▶ **EXTRACTED DATA**
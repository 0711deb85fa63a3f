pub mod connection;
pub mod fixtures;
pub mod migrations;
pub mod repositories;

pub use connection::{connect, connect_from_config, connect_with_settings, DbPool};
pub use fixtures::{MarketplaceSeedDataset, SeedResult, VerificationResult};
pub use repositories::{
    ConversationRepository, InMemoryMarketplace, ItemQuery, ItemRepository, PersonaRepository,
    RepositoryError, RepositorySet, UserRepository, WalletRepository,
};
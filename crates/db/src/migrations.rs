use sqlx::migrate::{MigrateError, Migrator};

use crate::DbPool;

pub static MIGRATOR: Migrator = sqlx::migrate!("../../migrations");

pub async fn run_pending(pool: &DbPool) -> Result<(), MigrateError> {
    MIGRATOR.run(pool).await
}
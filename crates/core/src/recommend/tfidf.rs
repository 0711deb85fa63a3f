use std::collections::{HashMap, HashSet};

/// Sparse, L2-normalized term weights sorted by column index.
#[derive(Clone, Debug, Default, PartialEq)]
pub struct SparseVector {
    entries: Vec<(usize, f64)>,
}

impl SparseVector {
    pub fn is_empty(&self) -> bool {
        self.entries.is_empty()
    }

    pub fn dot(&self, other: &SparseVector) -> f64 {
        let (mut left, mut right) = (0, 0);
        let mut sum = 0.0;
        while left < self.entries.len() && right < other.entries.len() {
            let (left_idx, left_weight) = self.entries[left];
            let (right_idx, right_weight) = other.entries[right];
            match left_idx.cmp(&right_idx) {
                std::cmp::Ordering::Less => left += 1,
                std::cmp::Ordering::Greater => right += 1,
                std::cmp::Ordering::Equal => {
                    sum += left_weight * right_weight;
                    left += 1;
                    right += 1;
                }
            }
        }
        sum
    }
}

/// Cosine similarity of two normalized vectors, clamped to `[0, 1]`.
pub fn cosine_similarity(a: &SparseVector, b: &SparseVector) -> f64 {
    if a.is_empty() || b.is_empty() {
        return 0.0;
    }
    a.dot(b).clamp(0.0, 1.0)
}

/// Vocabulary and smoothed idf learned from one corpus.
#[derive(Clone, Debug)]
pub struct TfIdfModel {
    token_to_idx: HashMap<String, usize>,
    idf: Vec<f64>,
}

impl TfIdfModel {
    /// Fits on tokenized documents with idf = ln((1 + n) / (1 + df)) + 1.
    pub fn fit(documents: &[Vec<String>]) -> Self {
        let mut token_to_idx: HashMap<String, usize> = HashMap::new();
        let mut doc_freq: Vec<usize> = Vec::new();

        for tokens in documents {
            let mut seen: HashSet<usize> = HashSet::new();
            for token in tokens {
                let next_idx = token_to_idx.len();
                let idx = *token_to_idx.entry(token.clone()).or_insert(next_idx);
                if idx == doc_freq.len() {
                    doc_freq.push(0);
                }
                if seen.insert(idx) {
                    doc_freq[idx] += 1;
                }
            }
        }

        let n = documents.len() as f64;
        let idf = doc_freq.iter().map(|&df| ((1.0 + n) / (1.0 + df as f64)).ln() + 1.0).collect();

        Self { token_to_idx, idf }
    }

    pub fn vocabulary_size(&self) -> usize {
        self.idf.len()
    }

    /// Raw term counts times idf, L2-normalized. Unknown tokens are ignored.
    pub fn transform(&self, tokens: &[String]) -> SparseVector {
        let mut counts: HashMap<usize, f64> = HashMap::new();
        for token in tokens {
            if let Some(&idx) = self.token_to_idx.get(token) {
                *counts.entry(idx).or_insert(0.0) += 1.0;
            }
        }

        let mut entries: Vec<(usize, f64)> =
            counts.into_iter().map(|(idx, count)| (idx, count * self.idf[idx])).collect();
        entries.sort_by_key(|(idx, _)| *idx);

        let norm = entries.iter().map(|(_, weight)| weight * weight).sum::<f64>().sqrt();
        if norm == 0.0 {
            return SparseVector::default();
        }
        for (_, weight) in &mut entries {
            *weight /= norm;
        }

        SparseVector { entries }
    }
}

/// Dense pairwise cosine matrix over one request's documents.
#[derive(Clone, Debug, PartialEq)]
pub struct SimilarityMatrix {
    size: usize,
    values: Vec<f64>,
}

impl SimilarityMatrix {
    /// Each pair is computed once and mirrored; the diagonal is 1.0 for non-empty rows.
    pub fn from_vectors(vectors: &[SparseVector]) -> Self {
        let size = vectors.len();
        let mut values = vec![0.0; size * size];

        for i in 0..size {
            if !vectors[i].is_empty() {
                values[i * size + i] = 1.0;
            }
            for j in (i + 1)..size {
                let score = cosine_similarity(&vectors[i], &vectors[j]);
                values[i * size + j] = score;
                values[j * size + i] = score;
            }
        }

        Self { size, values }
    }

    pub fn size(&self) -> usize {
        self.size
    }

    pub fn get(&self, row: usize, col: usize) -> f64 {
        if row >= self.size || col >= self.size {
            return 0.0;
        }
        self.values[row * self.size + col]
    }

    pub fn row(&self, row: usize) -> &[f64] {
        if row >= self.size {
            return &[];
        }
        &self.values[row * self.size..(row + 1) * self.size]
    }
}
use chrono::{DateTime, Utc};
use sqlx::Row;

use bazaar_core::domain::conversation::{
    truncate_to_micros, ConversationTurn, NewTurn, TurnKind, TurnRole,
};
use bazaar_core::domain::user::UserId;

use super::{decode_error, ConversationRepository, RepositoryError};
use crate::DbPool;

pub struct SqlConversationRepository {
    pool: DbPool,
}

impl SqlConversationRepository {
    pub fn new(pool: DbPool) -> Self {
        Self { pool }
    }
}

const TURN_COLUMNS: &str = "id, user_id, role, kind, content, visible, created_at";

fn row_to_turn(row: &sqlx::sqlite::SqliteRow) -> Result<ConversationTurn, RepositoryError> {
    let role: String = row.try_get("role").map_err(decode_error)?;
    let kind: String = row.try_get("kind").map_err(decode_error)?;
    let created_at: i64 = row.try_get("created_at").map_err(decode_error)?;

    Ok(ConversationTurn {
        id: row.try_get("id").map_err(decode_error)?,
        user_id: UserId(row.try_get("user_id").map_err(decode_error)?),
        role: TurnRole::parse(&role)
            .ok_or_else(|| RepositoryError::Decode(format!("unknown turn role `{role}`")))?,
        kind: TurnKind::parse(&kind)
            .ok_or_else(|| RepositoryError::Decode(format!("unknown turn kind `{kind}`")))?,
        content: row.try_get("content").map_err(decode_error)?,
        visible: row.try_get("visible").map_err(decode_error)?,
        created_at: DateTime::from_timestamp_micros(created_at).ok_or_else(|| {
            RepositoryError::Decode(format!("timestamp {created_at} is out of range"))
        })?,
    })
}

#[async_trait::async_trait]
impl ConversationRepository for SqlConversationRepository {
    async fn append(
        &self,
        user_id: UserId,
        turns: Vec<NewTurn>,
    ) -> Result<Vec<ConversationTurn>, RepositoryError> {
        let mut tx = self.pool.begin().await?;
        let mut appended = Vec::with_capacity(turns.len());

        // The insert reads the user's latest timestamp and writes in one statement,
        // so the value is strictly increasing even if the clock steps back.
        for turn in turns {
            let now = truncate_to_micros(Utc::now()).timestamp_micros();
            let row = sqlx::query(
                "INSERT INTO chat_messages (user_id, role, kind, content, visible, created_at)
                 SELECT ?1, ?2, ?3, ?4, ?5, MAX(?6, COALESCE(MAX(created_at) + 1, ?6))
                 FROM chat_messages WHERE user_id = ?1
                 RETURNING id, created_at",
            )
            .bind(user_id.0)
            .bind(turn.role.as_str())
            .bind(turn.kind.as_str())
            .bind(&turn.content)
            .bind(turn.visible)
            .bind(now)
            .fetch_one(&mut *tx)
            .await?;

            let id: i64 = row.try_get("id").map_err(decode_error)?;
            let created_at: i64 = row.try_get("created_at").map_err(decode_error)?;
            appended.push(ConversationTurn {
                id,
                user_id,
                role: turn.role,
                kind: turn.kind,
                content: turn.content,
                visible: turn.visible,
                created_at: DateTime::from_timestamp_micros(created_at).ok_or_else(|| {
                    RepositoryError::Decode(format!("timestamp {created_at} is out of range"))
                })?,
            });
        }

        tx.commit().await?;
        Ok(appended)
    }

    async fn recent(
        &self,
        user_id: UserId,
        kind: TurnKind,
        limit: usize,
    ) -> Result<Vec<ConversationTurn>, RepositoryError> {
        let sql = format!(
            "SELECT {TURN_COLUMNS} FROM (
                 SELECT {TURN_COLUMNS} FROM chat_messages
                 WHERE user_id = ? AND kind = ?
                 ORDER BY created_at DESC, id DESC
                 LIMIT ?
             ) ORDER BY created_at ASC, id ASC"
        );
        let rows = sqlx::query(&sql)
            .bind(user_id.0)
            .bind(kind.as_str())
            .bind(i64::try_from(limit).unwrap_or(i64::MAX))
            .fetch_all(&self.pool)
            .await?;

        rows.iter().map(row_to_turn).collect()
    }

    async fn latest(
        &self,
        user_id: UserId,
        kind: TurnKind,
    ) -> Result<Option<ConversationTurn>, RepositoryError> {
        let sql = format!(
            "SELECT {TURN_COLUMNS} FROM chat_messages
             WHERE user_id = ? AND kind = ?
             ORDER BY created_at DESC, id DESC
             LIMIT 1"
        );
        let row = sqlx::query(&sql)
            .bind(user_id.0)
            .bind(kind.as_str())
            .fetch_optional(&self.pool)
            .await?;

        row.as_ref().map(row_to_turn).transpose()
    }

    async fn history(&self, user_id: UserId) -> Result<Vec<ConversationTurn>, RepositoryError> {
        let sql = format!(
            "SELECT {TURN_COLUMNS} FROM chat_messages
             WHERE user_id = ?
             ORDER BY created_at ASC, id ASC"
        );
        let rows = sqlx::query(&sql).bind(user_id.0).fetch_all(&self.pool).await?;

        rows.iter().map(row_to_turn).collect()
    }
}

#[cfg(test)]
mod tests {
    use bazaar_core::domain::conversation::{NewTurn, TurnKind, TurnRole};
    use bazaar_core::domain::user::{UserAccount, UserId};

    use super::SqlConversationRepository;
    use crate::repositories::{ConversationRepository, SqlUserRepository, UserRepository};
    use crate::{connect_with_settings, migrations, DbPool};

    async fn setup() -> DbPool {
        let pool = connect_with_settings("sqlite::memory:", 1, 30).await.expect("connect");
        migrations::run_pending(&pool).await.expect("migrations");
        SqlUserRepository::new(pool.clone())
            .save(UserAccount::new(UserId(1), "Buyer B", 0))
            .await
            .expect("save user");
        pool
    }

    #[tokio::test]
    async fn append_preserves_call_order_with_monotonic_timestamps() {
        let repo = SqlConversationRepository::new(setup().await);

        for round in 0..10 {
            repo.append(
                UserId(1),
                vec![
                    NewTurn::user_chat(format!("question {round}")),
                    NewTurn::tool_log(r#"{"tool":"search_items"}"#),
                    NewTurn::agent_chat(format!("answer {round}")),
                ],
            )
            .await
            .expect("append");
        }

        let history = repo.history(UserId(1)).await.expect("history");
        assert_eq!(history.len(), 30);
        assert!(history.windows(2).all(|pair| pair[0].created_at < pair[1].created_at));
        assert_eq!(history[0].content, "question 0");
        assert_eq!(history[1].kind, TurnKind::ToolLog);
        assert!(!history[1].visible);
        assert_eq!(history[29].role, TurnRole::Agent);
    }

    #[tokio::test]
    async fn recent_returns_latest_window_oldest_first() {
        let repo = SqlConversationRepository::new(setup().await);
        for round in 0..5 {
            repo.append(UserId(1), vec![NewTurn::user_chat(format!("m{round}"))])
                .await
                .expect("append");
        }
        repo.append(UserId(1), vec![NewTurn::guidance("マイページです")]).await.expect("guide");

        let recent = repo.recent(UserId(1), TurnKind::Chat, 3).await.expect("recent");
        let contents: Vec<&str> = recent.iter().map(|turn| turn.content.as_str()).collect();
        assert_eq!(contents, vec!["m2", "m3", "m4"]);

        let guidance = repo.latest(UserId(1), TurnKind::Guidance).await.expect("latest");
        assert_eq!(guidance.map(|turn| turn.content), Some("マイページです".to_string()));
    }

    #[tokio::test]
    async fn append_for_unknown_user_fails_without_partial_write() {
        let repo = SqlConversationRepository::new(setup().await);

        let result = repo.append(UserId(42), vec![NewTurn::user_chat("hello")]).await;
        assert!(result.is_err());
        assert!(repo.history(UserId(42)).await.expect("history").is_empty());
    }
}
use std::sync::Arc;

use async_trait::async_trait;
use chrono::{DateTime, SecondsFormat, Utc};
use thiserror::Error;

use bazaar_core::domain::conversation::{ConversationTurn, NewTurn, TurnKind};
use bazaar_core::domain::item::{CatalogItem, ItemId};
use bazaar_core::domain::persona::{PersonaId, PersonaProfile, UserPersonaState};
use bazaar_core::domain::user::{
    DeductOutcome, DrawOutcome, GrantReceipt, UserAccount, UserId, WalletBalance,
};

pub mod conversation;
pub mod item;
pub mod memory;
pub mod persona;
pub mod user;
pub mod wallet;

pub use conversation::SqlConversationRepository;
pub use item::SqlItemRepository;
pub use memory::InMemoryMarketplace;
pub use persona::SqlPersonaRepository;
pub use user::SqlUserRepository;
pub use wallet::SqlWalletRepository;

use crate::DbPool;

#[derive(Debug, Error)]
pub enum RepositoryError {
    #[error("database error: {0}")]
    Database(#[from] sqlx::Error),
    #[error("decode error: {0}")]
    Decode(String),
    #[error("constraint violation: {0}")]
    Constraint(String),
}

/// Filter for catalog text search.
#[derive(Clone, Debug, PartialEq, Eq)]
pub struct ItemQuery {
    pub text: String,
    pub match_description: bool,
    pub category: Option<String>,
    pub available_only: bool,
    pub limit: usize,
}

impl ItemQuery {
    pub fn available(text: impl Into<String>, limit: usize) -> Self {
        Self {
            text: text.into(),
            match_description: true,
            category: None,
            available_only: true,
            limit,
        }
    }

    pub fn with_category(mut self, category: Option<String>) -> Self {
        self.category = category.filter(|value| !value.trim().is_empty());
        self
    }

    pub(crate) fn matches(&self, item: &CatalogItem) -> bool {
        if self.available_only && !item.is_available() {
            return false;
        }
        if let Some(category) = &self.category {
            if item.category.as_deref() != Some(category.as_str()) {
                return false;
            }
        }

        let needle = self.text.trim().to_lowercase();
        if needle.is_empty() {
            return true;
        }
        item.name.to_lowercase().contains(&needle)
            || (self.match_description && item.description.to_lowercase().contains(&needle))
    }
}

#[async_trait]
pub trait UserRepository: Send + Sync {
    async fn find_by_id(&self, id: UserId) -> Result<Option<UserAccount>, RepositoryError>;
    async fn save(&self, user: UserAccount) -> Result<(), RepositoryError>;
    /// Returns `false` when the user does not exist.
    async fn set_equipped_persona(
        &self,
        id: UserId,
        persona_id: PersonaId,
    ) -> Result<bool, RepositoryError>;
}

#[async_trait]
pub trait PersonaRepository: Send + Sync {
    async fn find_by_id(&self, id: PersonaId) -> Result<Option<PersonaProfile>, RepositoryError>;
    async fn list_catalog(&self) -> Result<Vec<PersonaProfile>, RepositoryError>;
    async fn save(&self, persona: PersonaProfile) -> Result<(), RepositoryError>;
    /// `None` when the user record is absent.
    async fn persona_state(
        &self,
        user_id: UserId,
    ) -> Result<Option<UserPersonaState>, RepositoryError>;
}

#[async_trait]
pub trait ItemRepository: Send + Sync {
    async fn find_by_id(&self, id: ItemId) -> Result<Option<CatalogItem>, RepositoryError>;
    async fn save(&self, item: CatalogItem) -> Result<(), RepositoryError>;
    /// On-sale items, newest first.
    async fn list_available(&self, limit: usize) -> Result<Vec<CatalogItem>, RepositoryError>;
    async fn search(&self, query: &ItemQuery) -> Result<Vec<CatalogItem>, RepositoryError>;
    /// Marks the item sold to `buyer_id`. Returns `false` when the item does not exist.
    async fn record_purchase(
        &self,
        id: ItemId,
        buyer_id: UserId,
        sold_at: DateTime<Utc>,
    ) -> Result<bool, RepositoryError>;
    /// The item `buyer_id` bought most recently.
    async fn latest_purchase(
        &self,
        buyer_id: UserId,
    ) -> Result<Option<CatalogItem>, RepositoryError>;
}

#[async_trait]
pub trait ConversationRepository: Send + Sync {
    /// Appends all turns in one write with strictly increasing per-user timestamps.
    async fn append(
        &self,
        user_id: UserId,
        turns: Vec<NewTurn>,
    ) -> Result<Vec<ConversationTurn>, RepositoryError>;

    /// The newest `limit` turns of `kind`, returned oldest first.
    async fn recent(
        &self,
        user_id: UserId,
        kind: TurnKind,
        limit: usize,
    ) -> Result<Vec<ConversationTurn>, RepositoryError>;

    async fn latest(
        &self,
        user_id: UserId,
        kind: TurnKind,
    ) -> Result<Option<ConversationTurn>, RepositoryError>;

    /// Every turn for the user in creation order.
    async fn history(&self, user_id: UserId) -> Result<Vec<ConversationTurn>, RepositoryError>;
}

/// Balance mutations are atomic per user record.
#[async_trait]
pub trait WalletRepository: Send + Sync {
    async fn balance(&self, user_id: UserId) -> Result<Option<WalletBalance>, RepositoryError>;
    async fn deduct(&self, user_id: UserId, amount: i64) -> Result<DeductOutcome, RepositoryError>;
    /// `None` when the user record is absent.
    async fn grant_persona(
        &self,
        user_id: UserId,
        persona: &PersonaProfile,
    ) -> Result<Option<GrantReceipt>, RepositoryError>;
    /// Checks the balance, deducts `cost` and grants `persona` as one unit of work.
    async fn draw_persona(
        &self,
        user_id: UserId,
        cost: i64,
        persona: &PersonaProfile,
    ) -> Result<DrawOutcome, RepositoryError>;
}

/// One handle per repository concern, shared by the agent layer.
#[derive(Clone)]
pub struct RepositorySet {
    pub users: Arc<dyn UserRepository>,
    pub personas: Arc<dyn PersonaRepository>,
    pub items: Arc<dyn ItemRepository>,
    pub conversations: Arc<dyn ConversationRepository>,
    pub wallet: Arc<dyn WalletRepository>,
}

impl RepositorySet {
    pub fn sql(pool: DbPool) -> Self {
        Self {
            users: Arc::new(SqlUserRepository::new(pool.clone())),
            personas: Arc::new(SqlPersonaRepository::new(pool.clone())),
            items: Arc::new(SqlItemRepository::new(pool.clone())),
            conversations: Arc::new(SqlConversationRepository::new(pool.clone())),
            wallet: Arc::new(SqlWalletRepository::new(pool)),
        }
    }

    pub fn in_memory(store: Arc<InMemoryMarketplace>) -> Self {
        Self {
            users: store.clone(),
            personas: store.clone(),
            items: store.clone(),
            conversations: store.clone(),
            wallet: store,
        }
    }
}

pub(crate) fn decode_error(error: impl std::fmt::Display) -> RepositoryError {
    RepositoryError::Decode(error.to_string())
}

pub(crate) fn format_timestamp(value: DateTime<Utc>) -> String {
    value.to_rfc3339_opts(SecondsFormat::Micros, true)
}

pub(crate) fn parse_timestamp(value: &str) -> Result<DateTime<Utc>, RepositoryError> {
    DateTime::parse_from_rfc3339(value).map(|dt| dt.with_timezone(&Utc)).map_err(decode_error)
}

▶ **TASK ITEM**
Write out again, exactly, the lines from the start of the entries up to and including the one with "Cosine similarity of". Nothing else belongs in the reply.

▶ **ANSWER TO THIS PROBLEM**
repository 0711deb85fa63a3f
pub mod connection;
pub mod fixtures;
pub mod migrations;
pub mod repositories;

pub use connection::{connect, connect_from_config, connect_with_settings, DbPool};
pub use fixtures::{MarketplaceSeedDataset, SeedResult, VerificationResult};
pub use repositories::{
    ConversationRepository, InMemoryMarketplace, ItemQuery, ItemRepository, PersonaRepository,
    RepositoryError, RepositorySet, UserRepository, WalletRepository,
};
filename crates/db/src/migrations.rs
use sqlx::migrate::{MigrateError, Migrator};

use crate::DbPool;

pub static MIGRATOR: Migrator = sqlx::migrate!("../../migrations");

pub async fn run_pending(pool: &DbPool) -> Result<(), MigrateError> {
    MIGRATOR.run(pool).await
}
filename crates/core/src/recommend/tfidf.rs
repository 0711deb85fa63a3f
use std::collections::{HashMap, HashSet};

/// Sparse, L2-normalized term weights sorted by column index.
#[derive(Clone, Debug, Default, PartialEq)]
pub struct SparseVector {
    entries: Vec<(usize, f64)>,
}

impl SparseVector {
    pub fn is_empty(&self) -> bool {
        self.entries.is_empty()
    }

    pub fn dot(&self, other: &SparseVector) -> f64 {
        let (mut left, mut right) = (0, 0);
        let mut sum = 0.0;
        while left < self.entries.len() && right < other.entries.len() {
            let (left_idx, left_weight) = self.entries[left];
            let (right_idx, right_weight) = other.entries[right];
            match left_idx.cmp(&right_idx) {
                std::cmp::Ordering::Less => left += 1,
                std::cmp::Ordering::Greater => right += 1,
                std::cmp::Ordering::Equal => {
                    sum += left_weight * right_weight;
                    left += 1;
                    right += 1;
                }
            }
        }
        sum
    }
}

/// Cosine similarity of two normalized vectors, clamped to `[0, 1]`.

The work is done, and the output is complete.